[WORK INSTRUCTION]
Hand back each record exactly as you find it.

(Dataset entries)
□ □ □ □ □
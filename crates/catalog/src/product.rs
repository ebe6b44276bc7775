use std::collections::{BTreeSet, HashSet};

use serde::{Deserialize, Serialize};

use shelf_core::{CatalogError, CatalogResult, Entity};

/// A single catalog entry.
///
/// Immutable once built; the name is the identity within a catalog.
#[derive(Debug, Clone, PartialEq, Eq, Serialize, Deserialize)]
#[serde(try_from = "ProductRecord")]
pub struct Product {
    name: String,
    price: String,
    stocked: bool,
    tags: BTreeSet<String>,
}

/// Wire shape of a product, before validation.
#[derive(Debug, Deserialize)]
struct ProductRecord {
    name: String,
    price: String,
    stocked: bool,
    tags: Vec<String>,
}

impl TryFrom<ProductRecord> for Product {
    type Error = CatalogError;

    fn try_from(record: ProductRecord) -> Result<Self, Self::Error> {
        Product::new(record.name, record.price, record.stocked, record.tags)
    }
}

impl Product {
    /// Build a product, rejecting an empty name or an empty tag set.
    pub fn new<I, T>(
        name: impl Into<String>,
        price: impl Into<String>,
        stocked: bool,
        tags: I,
    ) -> CatalogResult<Self>
    where
        I: IntoIterator<Item = T>,
        T: Into<String>,
    {
        let name = name.into();
        if name.trim().is_empty() {
            return Err(CatalogError::validation("product name must not be empty"));
        }

        let tags: BTreeSet<String> = tags.into_iter().map(Into::into).collect();
        if tags.is_empty() {
            return Err(CatalogError::validation(format!(
                "product {name:?} must carry at least one tag"
            )));
        }

        Ok(Self {
            name,
            price: price.into(),
            stocked,
            tags,
        })
    }

    /// Build a product from a row already known to be valid.
    pub(crate) fn from_static(name: &str, price: &str, stocked: bool, tags: &[&str]) -> Self {
        debug_assert!(!name.trim().is_empty() && !tags.is_empty());
        Self {
            name: name.to_owned(),
            price: price.to_owned(),
            stocked,
            tags: tags.iter().map(|tag| (*tag).to_owned()).collect(),
        }
    }

    pub fn name(&self) -> &str {
        &self.name
    }

    /// Display price, passed through untouched (e.g. `"$49.99"`).
    pub fn price(&self) -> &str {
        &self.price
    }

    pub fn stocked(&self) -> bool {
        self.stocked
    }

    pub fn tags(&self) -> &BTreeSet<String> {
        &self.tags
    }

    pub fn has_tag(&self, tag: &str) -> bool {
        self.tags.contains(tag)
    }
}

impl Entity for Product {
    type Id = str;

    fn id(&self) -> &str {
        &self.name
    }
}

/// Reject a list in which two products share a name.
pub fn ensure_unique_names(products: &[Product]) -> CatalogResult<()> {
    let mut seen = HashSet::with_capacity(products.len());
    for product in products {
        if !seen.insert(product.id()) {
            return Err(CatalogError::duplicate(product.name()));
        }
    }
    Ok(())
}

/// Decode a catalog document: a JSON array of products.
///
/// Every record is validated, and names must be unique across the array.
pub fn decode_products(body: &[u8]) -> CatalogResult<Vec<Product>> {
    let products: Vec<Product> =
        serde_json::from_slice(body).map_err(|e| CatalogError::decode(e.to_string()))?;
    ensure_unique_names(&products)?;
    Ok(products)
}

#[cfg(test)]
mod tests {
    use super::*;

    #[test]
    fn new_rejects_empty_name() {
        let err = Product::new("  ", "$1.00", true, ["Toys"]).unwrap_err();
        match err {
            CatalogError::Validation(_) => {}
            _ => panic!("Expected Validation error for empty name"),
        }
    }

    #[test]
    fn new_rejects_missing_tags() {
        let err = Product::new("Yo-yo", "$1.00", true, Vec::<String>::new()).unwrap_err();
        match err {
            CatalogError::Validation(_) => {}
            _ => panic!("Expected Validation error for missing tags"),
        }
    }

    #[test]
    fn duplicate_tags_collapse() {
        let product = Product::new("Yo-yo", "$1.00", true, ["Toys", "Toys"]).unwrap();
        assert_eq!(product.tags().len(), 1);
        assert!(product.has_tag("Toys"));
    }

    #[test]
    fn entity_id_is_the_name() {
        let product = Product::new("Yo-yo", "$1.00", true, ["Toys"]).unwrap();
        assert_eq!(product.id(), "Yo-yo");
    }

    #[test]
    fn decode_reads_wire_shape() {
        let body = br#"[
            {"tags": ["Sporting Goods"], "price": "$49.99", "stocked": true, "name": "Football"},
            {"tags": ["Electronics", "Sporting Goods"], "price": "$26.99", "stocked": false, "name": "Ultrak 100 lap timer"}
        ]"#;

        let products = decode_products(body).unwrap();
        assert_eq!(products.len(), 2);
        assert_eq!(products[0].name(), "Football");
        assert_eq!(products[0].price(), "$49.99");
        assert!(products[0].stocked());
        assert!(!products[1].stocked());
        assert!(products[1].has_tag("Electronics"));
        assert!(products[1].has_tag("Sporting Goods"));
    }

    #[test]
    fn decode_rejects_malformed_json() {
        let err = decode_products(b"<html>oops</html>").unwrap_err();
        match err {
            CatalogError::Decode(_) => {}
            _ => panic!("Expected Decode error for non-JSON body"),
        }
    }

    #[test]
    fn decode_rejects_record_without_tags() {
        let body = br#"[{"tags": [], "price": "$1", "stocked": true, "name": "Loose"}]"#;
        let err = decode_products(body).unwrap_err();
        match err {
            CatalogError::Decode(msg) => assert!(msg.contains("at least one tag")),
            _ => panic!("Expected Decode error for tagless record"),
        }
    }

    #[test]
    fn decode_rejects_duplicate_names() {
        let body = br#"[
            {"tags": ["A"], "price": "$1", "stocked": true, "name": "Twin"},
            {"tags": ["B"], "price": "$2", "stocked": false, "name": "Twin"}
        ]"#;
        let err = decode_products(body).unwrap_err();
        assert_eq!(err, CatalogError::duplicate("Twin"));
    }
}
//! Catalog domain module.
//!
//! This crate contains the data shaping for the product catalog, implemented
//! purely as deterministic logic (no IO, no HTTP, no async runtime):
//! tag grouping, the name/stock filter, and the wire decoder.

pub mod filter;
pub mod group;
pub mod product;
pub mod sample;

pub use filter::{FilterState, ProductFilter};
pub use group::{Catalog, Group, VisibleGroup, group_by_tags};
pub use product::{Product, decode_products};
pub use sample::sample_products;
//! `shelf-core` — building blocks shared by the catalog crates.
//!
//! This crate contains **pure** primitives (no IO, no async runtime).

pub mod entity;
pub mod error;
pub mod id;
pub mod reducer;

pub use entity::Entity;
pub use error::{CatalogError, CatalogResult};
pub use id::RequestId;
pub use reducer::Reducer;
□ □ □ □ □
[ANSWER TO THE EXERCISE]
filename crates/catalog/src/product.rs
repository ebe6b44276bc7775
use std::collections::{BTreeSet, HashSet};

use serde::{Deserialize, Serialize};

use shelf_core::{CatalogError, CatalogResult, Entity};

/// A single catalog entry.
///
/// Immutable once built; the name is the identity within a catalog.
#[derive(Debug, Clone, PartialEq, Eq, Serialize, Deserialize)]
#[serde(try_from = "ProductRecord")]
pub struct Product {
    name: String,
    price: String,
    stocked: bool,
    tags: BTreeSet<String>,
}

/// Wire shape of a product, before validation.
#[derive(Debug, Deserialize)]
struct ProductRecord {
    name: String,
    price: String,
    stocked: bool,
    tags: Vec<String>,
}

impl TryFrom<ProductRecord> for Product {
    type Error = CatalogError;

    fn try_from(record: ProductRecord) -> Result<Self, Self::Error> {
        Product::new(record.name, record.price, record.stocked, record.tags)
    }
}

impl Product {
    /// Build a product, rejecting an empty name or an empty tag set.
    pub fn new<I, T>(
        name: impl Into<String>,
        price: impl Into<String>,
        stocked: bool,
        tags: I,
    ) -> CatalogResult<Self>
    where
        I: IntoIterator<Item = T>,
        T: Into<String>,
    {
        let name = name.into();
        if name.trim().is_empty() {
            return Err(CatalogError::validation("product name must not be empty"));
        }

        let tags: BTreeSet<String> = tags.into_iter().map(Into::into).collect();
        if tags.is_empty() {
            return Err(CatalogError::validation(format!(
                "product {name:?} must carry at least one tag"
            )));
        }

        Ok(Self {
            name,
            price: price.into(),
            stocked,
            tags,
        })
    }

    /// Build a product from a row already known to be valid.
    pub(crate) fn from_static(name: &str, price: &str, stocked: bool, tags: &[&str]) -> Self {
        debug_assert!(!name.trim().is_empty() && !tags.is_empty());
        Self {
            name: name.to_owned(),
            price: price.to_owned(),
            stocked,
            tags: tags.iter().map(|tag| (*tag).to_owned()).collect(),
        }
    }

    pub fn name(&self) -> &str {
        &self.name
    }

    /// Display price, passed through untouched (e.g. `"$49.99"`).
    pub fn price(&self) -> &str {
        &self.price
    }

    pub fn stocked(&self) -> bool {
        self.stocked
    }

    pub fn tags(&self) -> &BTreeSet<String> {
        &self.tags
    }

    pub fn has_tag(&self, tag: &str) -> bool {
        self.tags.contains(tag)
    }
}

impl Entity for Product {
    type Id = str;

    fn id(&self) -> &str {
        &self.name
    }
}

/// Reject a list in which two products share a name.
pub fn ensure_unique_names(products: &[Product]) -> CatalogResult<()> {
    let mut seen = HashSet::with_capacity(products.len());
    for product in products {
        if !seen.insert(product.id()) {
            return Err(CatalogError::duplicate(product.name()));
        }
    }
    Ok(())
}

/// Decode a catalog document: a JSON array of products.
///
/// Every record is validated, and names must be unique across the array.
pub fn decode_products(body: &[u8]) -> CatalogResult<Vec<Product>> {
    let products: Vec<Product> =
        serde_json::from_slice(body).map_err(|e| CatalogError::decode(e.to_string()))?;
    ensure_unique_names(&products)?;
    Ok(products)
}

#[cfg(test)]
mod tests {
    use super::*;

    #[test]
    fn new_rejects_empty_name() {
        let err = Product::new("  ", "$1.00", true, ["Toys"]).unwrap_err();
        match err {
            CatalogError::Validation(_) => {}
            _ => panic!("Expected Validation error for empty name"),
        }
    }

    #[test]
    fn new_rejects_missing_tags() {
        let err = Product::new("Yo-yo", "$1.00", true, Vec::<String>::new()).unwrap_err();
        match err {
            CatalogError::Validation(_) => {}
            _ => panic!("Expected Validation error for missing tags"),
        }
    }

    #[test]
    fn duplicate_tags_collapse() {
        let product = Product::new("Yo-yo", "$1.00", true, ["Toys", "Toys"]).unwrap();
        assert_eq!(product.tags().len(), 1);
        assert!(product.has_tag("Toys"));
    }

    #[test]
    fn entity_id_is_the_name() {
        let product = Product::new("Yo-yo", "$1.00", true, ["Toys"]).unwrap();
        assert_eq!(product.id(), "Yo-yo");
    }

    #[test]
    fn decode_reads_wire_shape() {
        let body = br#"[
            {"tags": ["Sporting Goods"], "price": "$49.99", "stocked": true, "name": "Football"},
            {"tags": ["Electronics", "Sporting Goods"], "price": "$26.99", "stocked": false, "name": "Ultrak 100 lap timer"}
        ]"#;

        let products = decode_products(body).unwrap();
        assert_eq!(products.len(), 2);
        assert_eq!(products[0].name(), "Football");
        assert_eq!(products[0].price(), "$49.99");
        assert!(products[0].stocked());
        assert!(!products[1].stocked());
        assert!(products[1].has_tag("Electronics"));
        assert!(products[1].has_tag("Sporting Goods"));
    }

    #[test]
    fn decode_rejects_malformed_json() {
        let err = decode_products(b"<html>oops</html>").unwrap_err();
        match err {
            CatalogError::Decode(_) => {}
            _ => panic!("Expected Decode error for non-JSON body"),
        }
    }

    #[test]
    fn decode_rejects_record_without_tags() {
        let body = br#"[{"tags": [], "price": "$1", "stocked": true, "name": "Loose"}]"#;
        let err = decode_products(body).unwrap_err();
        match err {
            CatalogError::Decode(msg) => assert!(msg.contains("at least one tag")),
            _ => panic!("Expected Decode error for tagless record"),
        }
    }

    #[test]
    fn decode_rejects_duplicate_names() {
        let body = br#"[
            {"tags": ["A"], "price": "$1", "stocked": true, "name": "Twin"},
            {"tags": ["B"], "price": "$2", "stocked": false, "name": "Twin"}
        ]"#;
        let err = decode_products(body).unwrap_err();
        assert_eq!(err, CatalogError::duplicate("Twin"));
    }
}
//! Catalog domain module.
//!
//! This crate contains the data shaping for the product catalog, implemented
//! purely as deterministic logic (no IO, no HTTP, no async runtime):
//! tag grouping, the name/stock filter, and the wire decoder.

pub mod filter;
pub mod group;
pub mod product;
pub mod sample;

pub use filter::{FilterState, ProductFilter};
pub use group::{Catalog, Group, VisibleGroup, group_by_tags};
pub use product::{Product, decode_products};
pub use sample::sample_products;
//! `shelf-core` — building blocks shared by the catalog crates.
//!
//! This crate contains **pure** primitives (no IO, no async runtime).

pub mod entity;
pub mod error;
pub mod id;
pub mod reducer;

pub use entity::Entity;
pub use error::{CatalogError, CatalogResult};
pub use id::RequestId;
pub use reducer::Reducer;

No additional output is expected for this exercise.